Does Supporting Adult Children Impact Retirement?


Millennials struggle for independence is well documented: Approximately 25% are still living at home and another 1/3 receive regular financial assistance from aging parents¹. This generation’s struggle to gain comfortable footing into adulthood is having a significant toll on parents who are trying to fund their own retirements.

The dynamics are complex. From the millennials standpoint, even among those with college degrees have faced unemployment in the double digits and rampant underemployment. Student loan balances are staggering, which equals struggling with high debt and low wages. Add increases in costs of living and it’s easy to understand why parents are being called upon to pitch in with children who are well into their 20’s and 30’s.

Among Baby Boomers supporting adult children, 2/3 have provided support for children over 21. Add in GenX (those in their 40s-50), and that number rises to 73%, with half providing primary support for adult children. These dynamics are creating a retirement crisis. In addition to helping adult children, for Americans facing retirement age, there is a larger portion of people struggling with low savings rates and unprecedented debt balances. Seniors well into retirement are carrying mortgages and credit card debts and bankruptcies among seniors are soaring.

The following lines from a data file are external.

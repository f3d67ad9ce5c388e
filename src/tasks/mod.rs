//! Background Tasks Module
//!
//! Contains background tasks that run periodically during server operation.
//!
//! # Tasks
//! - Sweeper: drops expired cache entries and stale rate-limit records

mod cleanup;

pub use cleanup::spawn_cleanup_task;
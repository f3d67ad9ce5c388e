//! Rate Record Module
//!
//! Per-key counter for the fixed-window rate limiter.

// == Rate Record ==
/// Request count inside the current window for one key.
#[derive(Debug, Clone, Copy, PartialEq, Eq)]
pub struct RateRecord {
    /// Requests counted in the current window
    pub count: u32,
    /// End of the current window (Unix milliseconds)
    pub window_reset_at: u64,
}

impl RateRecord {
    /// Creates an empty record whose window closes `window_ms` after `now_ms`.
    pub fn new(now_ms: u64, window_ms: u64) -> Self {
        Self {
            count: 0,
            window_reset_at: now_ms.saturating_add(window_ms),
        }
    }

    /// Counts one request at `now_ms`.
    ///
    /// Once the window has closed the count restarts at 1 (the current
    /// request) and a fresh window opens at `now_ms`.
    pub fn hit(&mut self, now_ms: u64, window_ms: u64) -> u32 {
        if now_ms > self.window_reset_at {
            self.count = 1;
            self.window_reset_at = now_ms.saturating_add(window_ms);
        } else {
            self.count = self.count.saturating_add(1);
        }
        self.count
    }

    /// True when the window closed more than `grace_ms` before `now_ms`.
    pub fn is_stale_at(&self, now_ms: u64, grace_ms: u64) -> bool {
        now_ms > self.window_reset_at.saturating_add(grace_ms)
    }
}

The raw numbers indicate parents should be cutting off children much sooner than they are, yet most are willing to make big sacrifices. It is really hard to say no to a child in need and seniors or soon to be seniors are paying the price in the following ways:

  • Debts not being paid off prior to retirement. The new reality is that seniors are entering retirement carrying heavy loads of credit card debt and still paying down mortgages. Medical bills and now even student loan debts are taking their toll.
  • Not enough in retirement savings. Savings accounts for millions entering and in retirement are still dismal. 29% of those over the age of 55 have no savings according to the Government Accountability Office (GAO), and only 48% have “some retirement savings.” Median savings accounts average $104,000 for those between 55 and 64 and only increase to $148,000 for those between 65 and 74. These numbers amount to recommended withdrawal rates well below what it takes to survive. of only $649 a month².
  • Not enough insurance coverage. When parents continue to support adult children, there is less money available to cover their needs. High debt levels reduce disposable income which also makes it harder for seniors to maintain adequate insurance. This might be in the form of carrying higher deductibles on things like auto or homeowner’s insurance, but also impact the ability to pay for insurances such as Long Term Care.
  • Delayed retirement is a common result of assisting adult children. When aging parents are in good health this might be an inconvenience but not a serious issue. However, as health issues arise, delayed retirement can have additional consequences.

Many parents are finding themselves supporting adult children well into their 20’s and even into their early 30’s. While the support may not last forever, paying for rent, utilities and cell phone bills can add up to hundreds and even thousands of dollars a year. This same money that was once used to pay off debt or otherwise prepare parents for retirement is going toward support. The long term consequences may be that these parents end up depending on those same children, for their own care and support, when they run out of money.